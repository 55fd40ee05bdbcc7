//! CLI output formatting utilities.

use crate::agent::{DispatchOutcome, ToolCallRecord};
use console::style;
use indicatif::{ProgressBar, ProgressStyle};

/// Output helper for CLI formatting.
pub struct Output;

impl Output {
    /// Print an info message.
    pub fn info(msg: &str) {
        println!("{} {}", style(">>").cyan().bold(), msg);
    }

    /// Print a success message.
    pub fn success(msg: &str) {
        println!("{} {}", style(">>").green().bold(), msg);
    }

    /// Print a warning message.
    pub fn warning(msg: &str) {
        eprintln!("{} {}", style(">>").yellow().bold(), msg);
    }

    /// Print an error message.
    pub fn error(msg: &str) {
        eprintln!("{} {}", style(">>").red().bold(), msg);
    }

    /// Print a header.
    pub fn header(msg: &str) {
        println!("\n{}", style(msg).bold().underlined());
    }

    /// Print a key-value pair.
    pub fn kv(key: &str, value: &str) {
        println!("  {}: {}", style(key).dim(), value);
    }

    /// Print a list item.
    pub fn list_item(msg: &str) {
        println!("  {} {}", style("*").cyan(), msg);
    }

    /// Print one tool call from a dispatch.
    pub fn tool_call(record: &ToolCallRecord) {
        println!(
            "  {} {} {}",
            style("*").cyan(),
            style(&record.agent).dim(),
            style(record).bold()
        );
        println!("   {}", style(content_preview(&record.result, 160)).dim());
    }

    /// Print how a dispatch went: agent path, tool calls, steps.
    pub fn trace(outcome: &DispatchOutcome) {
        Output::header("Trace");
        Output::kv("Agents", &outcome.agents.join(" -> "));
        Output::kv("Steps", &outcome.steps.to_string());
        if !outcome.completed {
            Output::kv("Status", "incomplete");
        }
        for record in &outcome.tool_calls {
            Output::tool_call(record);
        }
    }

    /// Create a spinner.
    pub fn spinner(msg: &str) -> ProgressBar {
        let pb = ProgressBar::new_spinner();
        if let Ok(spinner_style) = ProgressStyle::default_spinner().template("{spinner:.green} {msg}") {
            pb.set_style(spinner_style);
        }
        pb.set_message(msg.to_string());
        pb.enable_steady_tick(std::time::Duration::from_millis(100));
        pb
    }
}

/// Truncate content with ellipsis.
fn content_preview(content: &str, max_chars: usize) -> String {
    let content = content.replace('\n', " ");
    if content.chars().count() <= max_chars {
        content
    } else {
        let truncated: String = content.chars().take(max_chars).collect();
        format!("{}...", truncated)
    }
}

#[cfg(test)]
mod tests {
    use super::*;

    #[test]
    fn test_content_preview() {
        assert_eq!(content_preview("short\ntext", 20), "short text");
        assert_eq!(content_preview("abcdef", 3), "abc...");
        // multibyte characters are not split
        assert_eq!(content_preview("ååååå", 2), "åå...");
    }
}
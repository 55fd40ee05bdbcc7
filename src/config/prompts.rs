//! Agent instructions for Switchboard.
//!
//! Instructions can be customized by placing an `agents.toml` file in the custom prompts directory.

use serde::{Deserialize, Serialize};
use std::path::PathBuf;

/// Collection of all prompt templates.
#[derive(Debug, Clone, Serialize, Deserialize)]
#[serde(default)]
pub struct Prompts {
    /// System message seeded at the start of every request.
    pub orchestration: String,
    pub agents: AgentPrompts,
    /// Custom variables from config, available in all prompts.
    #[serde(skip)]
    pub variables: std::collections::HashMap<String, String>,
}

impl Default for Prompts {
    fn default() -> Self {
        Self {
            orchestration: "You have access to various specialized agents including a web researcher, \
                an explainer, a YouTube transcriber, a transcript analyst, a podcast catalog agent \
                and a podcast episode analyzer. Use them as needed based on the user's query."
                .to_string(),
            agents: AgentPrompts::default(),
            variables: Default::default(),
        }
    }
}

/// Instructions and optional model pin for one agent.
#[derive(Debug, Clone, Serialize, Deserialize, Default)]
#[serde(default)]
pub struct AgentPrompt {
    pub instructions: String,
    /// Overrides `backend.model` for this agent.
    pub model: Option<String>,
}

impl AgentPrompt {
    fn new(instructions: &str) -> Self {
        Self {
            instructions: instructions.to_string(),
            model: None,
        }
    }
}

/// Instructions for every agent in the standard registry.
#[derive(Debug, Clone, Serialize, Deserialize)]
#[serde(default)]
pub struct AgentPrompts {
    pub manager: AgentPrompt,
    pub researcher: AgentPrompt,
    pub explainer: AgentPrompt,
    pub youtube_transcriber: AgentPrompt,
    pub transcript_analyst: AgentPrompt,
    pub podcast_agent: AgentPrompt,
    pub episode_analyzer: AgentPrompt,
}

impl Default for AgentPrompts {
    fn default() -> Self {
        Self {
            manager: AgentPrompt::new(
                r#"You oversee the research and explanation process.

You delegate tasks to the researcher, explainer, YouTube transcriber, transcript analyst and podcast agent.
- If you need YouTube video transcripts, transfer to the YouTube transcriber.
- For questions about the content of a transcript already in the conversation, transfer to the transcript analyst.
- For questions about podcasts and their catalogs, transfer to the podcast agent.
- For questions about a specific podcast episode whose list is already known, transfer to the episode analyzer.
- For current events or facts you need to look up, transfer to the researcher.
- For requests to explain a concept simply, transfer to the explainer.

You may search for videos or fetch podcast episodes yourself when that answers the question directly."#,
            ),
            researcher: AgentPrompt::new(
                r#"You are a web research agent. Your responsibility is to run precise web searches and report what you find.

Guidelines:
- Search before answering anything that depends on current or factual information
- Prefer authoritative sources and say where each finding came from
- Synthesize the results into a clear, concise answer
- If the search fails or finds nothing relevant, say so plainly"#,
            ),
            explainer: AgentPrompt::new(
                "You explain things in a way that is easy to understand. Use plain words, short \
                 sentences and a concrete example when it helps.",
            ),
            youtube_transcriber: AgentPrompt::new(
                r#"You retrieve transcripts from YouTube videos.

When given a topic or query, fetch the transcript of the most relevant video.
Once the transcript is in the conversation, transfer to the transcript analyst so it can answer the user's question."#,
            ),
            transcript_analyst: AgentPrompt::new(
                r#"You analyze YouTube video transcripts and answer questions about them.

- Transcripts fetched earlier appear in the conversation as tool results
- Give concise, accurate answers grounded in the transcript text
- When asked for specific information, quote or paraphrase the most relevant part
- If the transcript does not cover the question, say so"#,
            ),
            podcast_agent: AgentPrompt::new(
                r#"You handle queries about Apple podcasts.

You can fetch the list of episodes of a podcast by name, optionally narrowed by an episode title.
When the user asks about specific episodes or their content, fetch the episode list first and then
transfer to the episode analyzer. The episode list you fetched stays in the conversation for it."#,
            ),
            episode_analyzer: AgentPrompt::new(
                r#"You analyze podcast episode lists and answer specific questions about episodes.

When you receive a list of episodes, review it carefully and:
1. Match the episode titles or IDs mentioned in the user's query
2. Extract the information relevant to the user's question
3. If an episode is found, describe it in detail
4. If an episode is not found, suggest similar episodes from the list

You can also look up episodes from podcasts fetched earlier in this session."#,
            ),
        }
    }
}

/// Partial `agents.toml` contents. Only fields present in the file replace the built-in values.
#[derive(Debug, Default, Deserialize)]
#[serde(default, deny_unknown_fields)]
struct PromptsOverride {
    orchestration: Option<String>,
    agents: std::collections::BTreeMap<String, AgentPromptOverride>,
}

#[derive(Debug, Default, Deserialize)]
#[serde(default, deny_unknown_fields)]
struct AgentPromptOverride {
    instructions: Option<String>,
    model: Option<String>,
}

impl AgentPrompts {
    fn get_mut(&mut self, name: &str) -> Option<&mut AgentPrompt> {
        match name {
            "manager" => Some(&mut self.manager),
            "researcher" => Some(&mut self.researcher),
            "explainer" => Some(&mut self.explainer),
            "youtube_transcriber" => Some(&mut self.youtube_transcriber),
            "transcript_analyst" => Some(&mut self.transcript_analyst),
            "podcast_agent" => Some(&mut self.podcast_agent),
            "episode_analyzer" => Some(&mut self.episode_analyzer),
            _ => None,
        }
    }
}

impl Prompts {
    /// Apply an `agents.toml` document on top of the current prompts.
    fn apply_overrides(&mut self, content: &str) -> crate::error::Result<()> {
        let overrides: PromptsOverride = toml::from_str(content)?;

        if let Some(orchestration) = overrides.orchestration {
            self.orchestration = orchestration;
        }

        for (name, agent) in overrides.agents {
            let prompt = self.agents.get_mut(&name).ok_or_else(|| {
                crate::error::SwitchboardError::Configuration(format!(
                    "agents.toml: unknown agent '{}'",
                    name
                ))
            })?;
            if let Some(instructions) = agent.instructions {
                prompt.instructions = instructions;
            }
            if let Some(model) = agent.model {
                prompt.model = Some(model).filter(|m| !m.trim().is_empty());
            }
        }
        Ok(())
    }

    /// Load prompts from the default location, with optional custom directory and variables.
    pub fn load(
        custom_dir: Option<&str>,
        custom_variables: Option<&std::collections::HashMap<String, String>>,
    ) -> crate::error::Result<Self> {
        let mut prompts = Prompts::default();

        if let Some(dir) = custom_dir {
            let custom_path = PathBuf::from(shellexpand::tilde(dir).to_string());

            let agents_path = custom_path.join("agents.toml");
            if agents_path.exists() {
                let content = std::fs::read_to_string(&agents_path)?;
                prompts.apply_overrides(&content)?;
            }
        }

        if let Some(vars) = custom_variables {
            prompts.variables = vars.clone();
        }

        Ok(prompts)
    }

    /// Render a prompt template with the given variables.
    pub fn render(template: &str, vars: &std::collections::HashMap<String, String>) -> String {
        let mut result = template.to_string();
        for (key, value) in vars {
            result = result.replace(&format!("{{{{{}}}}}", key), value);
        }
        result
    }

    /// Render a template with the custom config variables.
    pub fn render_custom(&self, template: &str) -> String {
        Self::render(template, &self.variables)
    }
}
· · · ·
WHAT IS NEEDED: What you give back must be the stretch above, starting at the line with "- If the transcript" and ending at the line with "1. Match the", copied exactly.

TASK SOLUTION:
- If the transcript does not cover the question, say so"#,
            ),
            podcast_agent: AgentPrompt::new(
                r#"You handle queries about Apple podcasts.

You can fetch the list of episodes of a podcast by name, optionally narrowed by an episode title.
When the user asks about specific episodes or their content, fetch the episode list first and then
transfer to the episode analyzer. The episode list you fetched stays in the conversation for it."#,
            ),
            episode_analyzer: AgentPrompt::new(
                r#"You analyze podcast episode lists and answer specific questions about episodes.

When you receive a list of episodes, review it carefully and:
1. Match the episode titles or IDs mentioned in the user's query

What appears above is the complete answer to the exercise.